- Genre: Romantic comedy
- Written by: Winod Gali
- Directed by: Winod Gali
- Starring: Pavan Sidhu; Soniya Singh;
- Music by: Sinjith Yerramilli
- Country of origin: India
- Original language: Telugu
- No. of seasons: 1
- No. of episodes: 6

Production
- Executive producer: Rahul Rao
- Producer: Harish Kohirkar
- Cinematography: Rehan Shaik
- Editor: Anil Kumar Pasala
- Production company: Mark My Words Entertainment

Original release
- Network: ETV Win
- Release: 4 July 2024

= Sasimadhanam =

Indian Telugu-language webseries

Sasimadhanam is an Indian Telugu-language romantic comedy television series written and directed by Winod Gali.

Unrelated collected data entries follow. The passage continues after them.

//! Purchase and sales returns

use chrono::{DateTime, Utc};
use rust_decimal::Decimal;
use serde::{Deserialize, Serialize};
use validator::Validate;

use crate::validation::validate_not_blank;

/// Reverses an inbound receipt: stock falls by the receipt quantity
#[derive(Debug, Clone, Serialize, Deserialize, PartialEq, Eq)]
#[cfg_attr(feature = "sqlx", derive(sqlx::FromRow))]
pub struct PurchaseReturn {
    pub id: i64,
    pub inbound_id: i64,
    pub medicine_id: i64,
    pub quantity: i32,
    pub reason: String,
    pub created_by: Option<i64>,
    pub created_at: DateTime<Utc>,
}

/// Reverses a sale: stock rises by the sold quantity
#[derive(Debug, Clone, Serialize, Deserialize, PartialEq)]
#[cfg_attr(feature = "sqlx", derive(sqlx::FromRow))]
pub struct SalesReturn {
    pub id: i64,
    pub sale_id: i64,
    pub medicine_id: i64,
    pub quantity: i32,
    pub refund_amount: Decimal,
    pub reason: String,
    pub created_by: Option<i64>,
    pub created_at: DateTime<Utc>,
}

#[derive(Debug, Clone, Deserialize, Validate)]
pub struct PurchaseReturnRequest {
    #[validate(range(min = 1))]
    pub inbound_id: i64,
    #[validate(length(min = 1, max = 500), custom = "validate_not_blank")]
    pub reason: String,
}

#[derive(Debug, Clone, Deserialize, Validate)]
pub struct SalesReturnRequest {
    #[validate(range(min = 1))]
    pub sale_id: i64,
    #[validate(length(min = 1, max = 500), custom = "validate_not_blank")]
    pub reason: String,
}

The series featured Pavan Sidhu and Soniya Singh in lead roles. It was premiered on 4 July 2024 on ETV Win.

== Cast ==
- Pavan Sidhu as Madhan
- Soniya Singh as Sasi
- Kireeti Damaraju as the groom
- Rupa Lakshmi as Rangammatha
- Kruthika as Ramya
- Ashok Chandra as Rama Kotayya
- Keshav Deepak as Chandrabose
- Srilalitha Pamidipati as Saraswathi

== Episodes ==

| No. | Title | Directed by | Written by | Original release date |
|---|---|---|---|---|
| 1 | "Calling Bell" | Winod Gali | Winod Gali | 4 July 2024 |
| 2 | "The Rangammatha" | Winod Gali | Winod Gali | 4 July 2024 |
| 3 | "Who is the groom?" | Winod Gali | Winod Gali | 4 July 2024 |
| 4 | "OMG–Oh My Ghost" | Winod Gali | Winod Gali | 4 July 2024 |
| 5 | "The Tape Recorder" | Winod Gali | Winod Gali | 4 July 2024 |
| 6 | "The Cat Got Caught" | Winod Gali | Winod Gali | 4 July 2024 |

== Soundtrack ==

Track list
| No. | Title | Lyrics | Singer(s) | Length |
|---|---|---|---|---|
| 1. | "Daarulu" | Swaroop Goli | Saathwik Yadavalli | 3:52 |
| 2. | "Andala O Chilaka" | Swaroop Goli | Gowtham Bharadwaj, Sindhuja Tanuku | 3:00 |
| 3. | "Raagam Edhemaina" | Swaroop Goli | Sinjith Yerramilli | 3:51 |
| 4. | "Manasuke" | Srikanth Allapu | Saathwik Yadavalli | 2:52 |

== Reception ==
Avad Mohammad of OTTPlay rated it 3 out 5 and wrote, "Sasi Madhanam is a romantic comedy that has some well-executed moments". BH Harsh of Cinema Express gave a rating of 2.5 out of 5 and called it "middling yet breezy rom-com".